----- Data provided

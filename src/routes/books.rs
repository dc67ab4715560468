//! Book CRUD and search routes.

use crate::handlers::books::{create, delete as delete_handler, list, read, update};
use crate::state::AppState;
use axum::{routing::get, Router};

pub fn book_routes(state: AppState) -> Router {
    Router::new()
        .route("/v1/books", get(list).post(create))
        .route(
            "/v1/books/:id",
            get(read).patch(update).delete(delete_handler),
        )
        .with_state(state)
}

----------

### [Aim of the task]
Each entry above is to be printed again exactly.

### [Problem solution]
filename src/routes/books.rs
repository dc67ab4715560468
//! Book CRUD and search routes.

use crate::handlers::books::{create, delete as delete_handler, list, read, update};
use crate::state::AppState;
use axum::{routing::get, Router};

pub fn book_routes(state: AppState) -> Router {
    Router::new()
        .route("/v1/books", get(list).post(create))
        .route(
            "/v1/books/:id",
            get(read).patch(update).delete(delete_handler),
        )
        .with_state(state)
}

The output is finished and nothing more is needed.